EMS Panel Discussion announced for 12 January 2018 on the Global Compact on Migration and Refugees

The panel discussion will take place on Friday 12 January 2018, 18.00 - 19.15 at the Oxford Centre for Islamic Studies. The panel speakers are Tsung-Mei Cheng, Co-founder, the Princeton Conference, Michelle Leighton, Chief, Labour Migration Branch, International Labour Organization and Rainer Műnz, Special Adviser on Migration and Refugees, European Union.
This event is open to members of the University by registration only.
To register for a ticket, please complete the online form, https://weblearn.ox.ac.uk/direct/eval-evaluation/17699 .

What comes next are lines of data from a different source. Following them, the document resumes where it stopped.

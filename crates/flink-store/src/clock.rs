//! Time source used by the polling loops.

use std::future::Future;
use std::sync::Arc;
use std::time::{Duration, Instant};

use parking_lot::Mutex;

/// Monotonic clock with an async sleep.
pub trait Clock: Send + Sync {
    /// Current instant.
    fn now(&self) -> Instant;

    /// Suspend for `duration`.
    fn sleep(&self, duration: Duration) -> impl Future<Output = ()> + Send;
}

/// Wall clock backed by the tokio timer.
#[derive(Debug, Clone, Copy, Default)]
pub struct TokioClock;

impl Clock for TokioClock {
    fn now(&self) -> Instant {
        tokio::time::Instant::now().into_std()
    }

    async fn sleep(&self, duration: Duration) {
        tokio::time::sleep(duration).await;
    }
}

/// Clock that only moves when told to.
///
/// Sleeping advances the clock immediately, so polling loops can be driven
/// through minutes of simulated time without waiting. Clones share state.
#[derive(Debug, Clone)]
pub struct ManualClock {
    start: Instant,
    state: Arc<Mutex<ManualState>>,
}

#[derive(Debug, Default)]
struct ManualState {
    offset: Duration,
    sleeps: Vec<Duration>,
}

impl ManualClock {
    /// Create a clock at offset zero.
    #[must_use]
    pub fn new() -> Self {
        Self {
            start: Instant::now(),
            state: Arc::new(Mutex::new(ManualState::default())),
        }
    }

    /// Move the clock forward.
    pub fn advance(&self, duration: Duration) {
        self.state.lock().offset += duration;
    }

    /// Time elapsed since creation.
    #[must_use]
    pub fn elapsed(&self) -> Duration {
        self.state.lock().offset
    }

    /// Every sleep requested so far, in order.
    #[must_use]
    pub fn sleeps(&self) -> Vec<Duration> {
        self.state.lock().sleeps.clone()
    }
}

impl Default for ManualClock {
    fn default() -> Self {
        Self::new()
    }
}

impl Clock for ManualClock {
    fn now(&self) -> Instant {
        self.start + self.state.lock().offset
    }

    async fn sleep(&self, duration: Duration) {
        {
            let mut state = self.state.lock();
            state.offset += duration;
            state.sleeps.push(duration);
        }
        tokio::task::yield_now().await;
    }
}

#[cfg(test)]
mod tests {
    use super::*;

    #[tokio::test]
    async fn test_manual_clock_sleep_advances() {
        let clock = ManualClock::new();
        let before = clock.now();
        clock.sleep(Duration::from_millis(300)).await;
        clock.advance(Duration::from_millis(50));
        assert_eq!(clock.now() - before, Duration::from_millis(350));
        assert_eq!(clock.sleeps(), vec![Duration::from_millis(300)]);
        assert_eq!(clock.elapsed(), Duration::from_millis(350));
    }

    #[tokio::test]
    async fn test_manual_clock_clones_share_time() {
        let clock = ManualClock::new();
        let other = clock.clone();
        other.advance(Duration::from_secs(1));
        assert_eq!(clock.elapsed(), Duration::from_secs(1));
    }

    #[tokio::test(start_paused = true)]
    async fn test_tokio_clock_sleep() {
        let clock = TokioClock;
        let before = clock.now();
        clock.sleep(Duration::from_secs(5)).await;
        assert!(clock.now() - before >= Duration::from_secs(5));
    }
}
impl<G: FlinkGateway, C: Clock> StatementStore<G, C> {
    /// Create a store on a custom clock.
    #[must_use]
    pub fn with_clock(
        gateway: G,
        context: SessionContext,
        properties: SessionProperties,
        clock: C,
    ) -> Self {
        Self {
            gateway,
            clock,
            context,
            properties,
            progress: None,
        }
    }

    /// Send pending-wait progress to a channel.
    #[must_use]
    pub fn with_progress(mut self, progress: mpsc::UnboundedSender<PollProgress>) -> Self {
        self.progress = Some(progress);
        self
    }

    /// Current session properties.
    #[must_use]
    pub fn properties(&self) -> &SessionProperties {
        &self.properties
    }

    /// Session identity and placement.
    #[must_use]
    pub fn context(&self) -> &SessionContext {
        &self.context
    }

    /// Underlying gateway.
    #[must_use]
    pub fn gateway(&self) -> &G {
        &self.gateway
    }

    /// Process one statement.
    ///
    /// Local commands complete immediately. Anything else is submitted and
    /// returned as soon as the service accepts it; use
    /// [`wait_for_pending_statement`](Self::wait_for_pending_statement) next.
    pub async fn process_statement(&mut self, statement: &str) -> Result<StatementOutcome, StatementError> {
        let processed = match classify(statement) {
            StatementType::Set => {
                let pair = parse_set(statement)?;
                process_set(&mut self.properties, statement, pair)?
            }
            StatementType::Use => {
                let target = parse_use(statement)?;
                process_use(&mut self.properties, statement, target)?
            }
            StatementType::Reset => {
                let key = parse_reset(statement)?;
                process_reset(&mut self.properties, statement, key)?
            }
            StatementType::Exit => return Ok(StatementOutcome::ExitRequested),
            StatementType::Other => self.submit_statement(statement).await?,
        };
        Ok(StatementOutcome::Processed(processed))
    }

    async fn submit_statement(&mut self, statement: &str) -> Result<ProcessedStatement, StatementError> {
        let name = self.take_statement_name();
        let mut spec = StatementSpec::new(statement).with_properties(self.properties.non_local_properties());
        if let Some(pool) = &self.context.compute_pool_id {
            spec = spec.with_compute_pool(pool.as_str());
        }
        if let Some(principal) = self.principal() {
            spec = spec.with_principal(principal);
        }

        let mut request = Statement::new(name.as_str(), spec);
        request.organization_id.clone_from(&self.context.organization_id);
        request.environment_id.clone_from(&self.context.environment_id);

        debug!(statement = %name, "submitting statement");
        let mut created = self
            .gateway
            .create_statement(&request, &self.context.environment_id, &self.context.organization_id)
            .await?;
        if created.name.is_empty() {
            created.name = name;
        }

        let detail = self.status_detail(&created.name, &created).await;
        debug!(statement = %created.name, phase = %created.phase(), "statement submitted");
        Ok(ProcessedStatement::from_remote(&created, detail))
    }

    /// Name for the next submission. A configured name is used only once.
    fn take_statement_name(&mut self) -> String {
        let configured = self
            .properties
            .get(KEY_STATEMENT_NAME)
            .map(str::trim)
            .filter(|name| !name.is_empty())
            .map(ToString::to_string);
        self.properties.delete(KEY_STATEMENT_NAME);
        configured.unwrap_or_else(generate_statement_name)
    }

    fn principal(&self) -> Option<String> {
        self.properties
            .get(KEY_SERVICE_ACCOUNT)
            .filter(|account| !account.is_empty())
            .map(ToString::to_string)
            .or_else(|| self.context.user_principal.clone())
    }

    /// How long a statement may stay pending.
    ///
    /// Read from `client.results-timeout` in milliseconds; a missing or
    /// unparsable value yields [`DEFAULT_RESULTS_TIMEOUT`].
    #[must_use]
    pub fn results_timeout(&self) -> Duration {
        self.properties
            .get(KEY_RESULTS_TIMEOUT)
            .and_then(|value| value.trim().parse::<u64>().ok())
            .map_or(DEFAULT_RESULTS_TIMEOUT, Duration::from_millis)
    }

    /// Poll a statement until it leaves `PENDING`.
    ///
    /// Gives up on a gateway error, after more than [`MAX_CAPTURED_ERRORS`]
    /// pending status details, or once [`results_timeout`](Self::results_timeout)
    /// has elapsed. Cancellation deletes the statement on the service.
    pub async fn wait_for_pending_statement(
        &self,
        name: &str,
        cancel: &CancellationToken,
    ) -> Result<ProcessedStatement, StatementError> {
        let timeout = self.results_timeout();
        let start = self.clock.now();
        let mut wait = INITIAL_POLL_WAIT;
        let mut polls = 0usize;
        let mut captured: Vec<String> = Vec::new();
        let mut last_progress = Duration::ZERO;

        loop {
            if cancel.is_cancelled() {
                return Err(self.abort_pending(name).await);
            }

            let request_start = self.clock.now();
            let statement = self
                .gateway
                .get_statement(&self.context.environment_id, name, &self.context.organization_id)
                .await?;
            let request_duration = self.clock.now().saturating_duration_since(request_start);

            let phase = statement.phase();
            if phase != Phase::Pending {
                let detail = self.status_detail(name, &statement).await;
                debug!(statement = %name, phase = %phase, "statement left pending");
                return Ok(ProcessedStatement::from_remote(&statement, detail));
            }

            let detail = statement.detail().trim();
            if !detail.is_empty() {
                debug!(statement = %name, detail, "statement pending with detail");
                captured.push(detail.to_string());
                if captured.len() > MAX_CAPTURED_ERRORS {
                    return Err(StatementError::RetryBudgetExceeded {
                        retries: captured.len(),
                        detail: captured.join("\n"),
                    });
                }
            }

            let elapsed = self.clock.now().saturating_duration_since(start);
            if elapsed >= timeout {
                return Err(StatementError::Timeout {
                    timeout,
                    property: KEY_RESULTS_TIMEOUT,
                    detail: captured.join("\n"),
                });
            }
            if elapsed.saturating_sub(last_progress) >= PROGRESS_INTERVAL {
                last_progress = elapsed;
                self.report_progress(name, phase, elapsed, timeout);
            }

            polls += 1;
            if polls % POLLS_PER_WAIT_STEP == 0 {
                wait += POLL_WAIT_STEP;
            }

            tokio::select! {
                biased;
                () = cancel.cancelled() => return Err(self.abort_pending(name).await),
                () = self.clock.sleep(wait.saturating_sub(request_duration)) => {}
            }
        }
    }

    fn report_progress(&self, name: &str, phase: Phase, elapsed: Duration, timeout: Duration) {
        info!(
            statement = %name,
            phase = %phase,
            elapsed_secs = elapsed.as_secs(),
            timeout_secs = timeout.as_secs(),
            "waiting for statement"
        );
        if let Some(progress) = &self.progress {
            let _ = progress.send(PollProgress {
                statement_name: name.to_string(),
                phase,
                elapsed,
                timeout,
            });
        }
    }

    async fn abort_pending(&self, name: &str) -> StatementError {
        info!(statement = %name, "result retrieval cancelled");
        self.delete_statement(name).await;
        StatementError::cancelled()
    }

    /// Status detail of a statement, backfilled from its exceptions when the
    /// service left it blank on a failure.
    async fn status_detail(&self, name: &str, statement: &Statement) -> String {
        let detail = statement.detail();
        if !detail.trim().is_empty() || !matches!(statement.phase(), Phase::Failed | Phase::Failing) {
            return detail.to_string();
        }

        match self
            .gateway
            .get_exceptions(&self.context.environment_id, name, &self.context.organization_id)
            .await
        {
            Ok(exceptions) => exceptions
                .into_iter()
                .next()
                .map(|exception| exception.message)
                .unwrap_or_default(),
            Err(err) => {
                debug!(statement = %name, error = %err, "failed to fetch statement exceptions");
                String::new()
            }
        }
    }

    /// Fetch the next page of results.
    ///
    /// Local statements are returned unchanged. For remote statements the
    /// page replaces the current rows and the page token moves forward.
    pub async fn fetch_statement_results(
        &self,
        mut statement: ProcessedStatement,
    ) -> Result<ProcessedStatement, StatementError> {
        if statement.is_local_statement() {
            return Ok(statement);
        }

        let page = self
            .gateway
            .get_statement_results(
                &self.context.environment_id,
                statement.name(),
                &self.context.organization_id,
                statement.page_token(),
            )
            .await?;

        let mut results = convert_results(&page.results.data, statement.result_schema())?;
        if results.headers.is_empty() {
            results.headers = std::mem::take(&mut statement.results.headers);
        }
        statement.results = results;
        statement.page_token = extract_page_token(page.next_link());
        debug!(
            statement = %statement.name(),
            rows = statement.results.len(),
            more = statement.has_more_pages(),
            "fetched result page"
        );
        Ok(statement)
    }

    /// Fetch pages until they run out, a page comes back empty, `cancel`
    /// fires or `max_pages` pages were read. Rows of all pages are
    /// concatenated.
    ///
    /// An empty page means a running query has nothing new yet; the page
    /// token is kept so the caller can resume later.
    pub async fn fetch_all_results(
        &self,
        statement: ProcessedStatement,
        cancel: &CancellationToken,
        max_pages: usize,
    ) -> Result<ProcessedStatement, StatementError> {
        if statement.is_local_statement() {
            return Ok(statement);
        }

        let mut current = statement;
        let mut rows = Vec::new();
        let mut pages = 0usize;
        while pages < max_pages && !cancel.is_cancelled() {
            current = self.fetch_statement_results(current).await?;
            pages += 1;
            if current.results.is_empty() {
                debug!(statement = %current.name(), pages, "result page empty, pausing fetch");
                break;
            }
            rows.append(&mut current.results.rows);
            if !current.has_more_pages() {
                break;
            }
        }
        current.results.rows = rows;
        Ok(current)
    }

    /// Ask the service to stop a statement. Failures are logged.
    pub async fn stop_statement(&self, name: &str) -> bool {
        let env = &self.context.environment_id;
        let org = &self.context.organization_id;

        let mut statement = match self.gateway.get_statement(env, name, org).await {
            Ok(statement) => statement,
            Err(err) => {
                warn!(statement = %name, error = %err, "failed to stop statement");
                return false;
            }
        };
        statement.spec.stopped = true;

        match self.gateway.update_statement(env, name, org, &statement).await {
            Ok(()) => {
                debug!(statement = %name, "statement stopped");
                true
            }
            Err(err) => {
                warn!(statement = %name, error = %err, "failed to stop statement");
                false
            }
        }
    }

    /// Delete a statement. Failures are logged.
    pub async fn delete_statement(&self, name: &str) -> bool {
        match self
            .gateway
            .delete_statement(&self.context.environment_id, name, &self.context.organization_id)
            .await
        {
            Ok(()) => {
                debug!(statement = %name, "statement deleted");
                true
            }
            Err(err) => {
                warn!(statement = %name, error = %err, "failed to delete statement");
                false
            }
        }
    }

    /// Poll every [`TERMINAL_POLL_INTERVAL`] until the statement reaches a
    /// terminal phase.
    ///
    /// On cancellation the statement keeps running on the service and the
    /// last observed state is returned.
    pub async fn wait_for_terminal_statement_state(
        &self,
        name: &str,
        cancel: &CancellationToken,
    ) -> Result<ProcessedStatement, StatementError> {
        loop {
            let statement = self
                .gateway
                .get_statement(&self.context.environment_id, name, &self.context.organization_id)
                .await?;
            let detail = self.status_detail(name, &statement).await;
            if statement.phase().is_terminal() {
                return Ok(ProcessedStatement::from_remote(&statement, detail));
            }
            if cancel.is_cancelled() {
                info!(statement = %name, phase = %statement.phase(), "detached from statement");
                return Ok(ProcessedStatement::from_remote(&statement, detail));
            }

            tokio::select! {
                biased;
                () = cancel.cancelled() => {
                    info!(statement = %name, phase = %statement.phase(), "detached from statement");
                    return Ok(ProcessedStatement::from_remote(&statement, detail));
                }
                () = self.clock.sleep(TERMINAL_POLL_INTERVAL) => {}
            }
        }
    }
}
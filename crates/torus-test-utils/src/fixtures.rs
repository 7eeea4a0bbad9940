//! Canonical Life patterns as `(row, col)` offsets from their top-left.
//!
//! - [`GLIDER`]: travels one cell down and right every 4 generations.
//! - [`BLINKER`]: period-2 oscillator (horizontal phase).
//! - [`BLOCK`]: still life.
//! - [`SINGLE`]: one isolated cell; dies of underpopulation.

/// ```text
/// .#.
/// ..#
/// ###
/// ```
pub const GLIDER: [(u32, u32); 5] = [(0, 1), (1, 2), (2, 0), (2, 1), (2, 2)];

/// ```text
/// ###
/// ```
pub const BLINKER: [(u32, u32); 3] = [(0, 0), (0, 1), (0, 2)];

/// ```text
/// ##
/// ##
/// ```
pub const BLOCK: [(u32, u32); 4] = [(0, 0), (0, 1), (1, 0), (1, 1)];

/// ```text
/// #
/// ```
pub const SINGLE: [(u32, u32); 1] = [(0, 0)];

Human migration is a defining theme of the 21st century: three-quarters of a billion migrants live in their birth countries; almost a quarter of a billion migrants live outside them; sixty five million people are internationally and internally displaced; twenty three million refugees are under UNHCR or UNWRA protection.
On 3 December 2017, the USA withdrew from the Global Compact for Migration because it was deemed incompatible with US immigration policies and national sovereignty. It did not withdraw from the Global Compact on Refugees. Both compacts are grounded in decades of preparation. The Compacts on Migration (shaken but not broken by US withdrawal) and the Compact on Refugees are the most important efforts, ever, to grapple with uncommonly critical, intransigent and wicked problems (see http://refugeesmigrants.un.org/migration-compact and http://refugeesmigrants.un.org/refugees-compact ). The compacts, that will be considered by the UN General Assembly in September 2018, will not fully resolve the issues they address. But, like the Paris Agreement on Climate Change (December 2015), they will offer a framework for multilateral action.
The EMS Panel Discussion on 12 January 2018 will be authoritative, informative and provocative. It will raise relatively benign (what is the nature and purpose of the compacts?) and neuralgic questions: what is at stake; what are the constraints; what could happen if the compacts are adopted; what will happen if the world neglects the opportunities they present?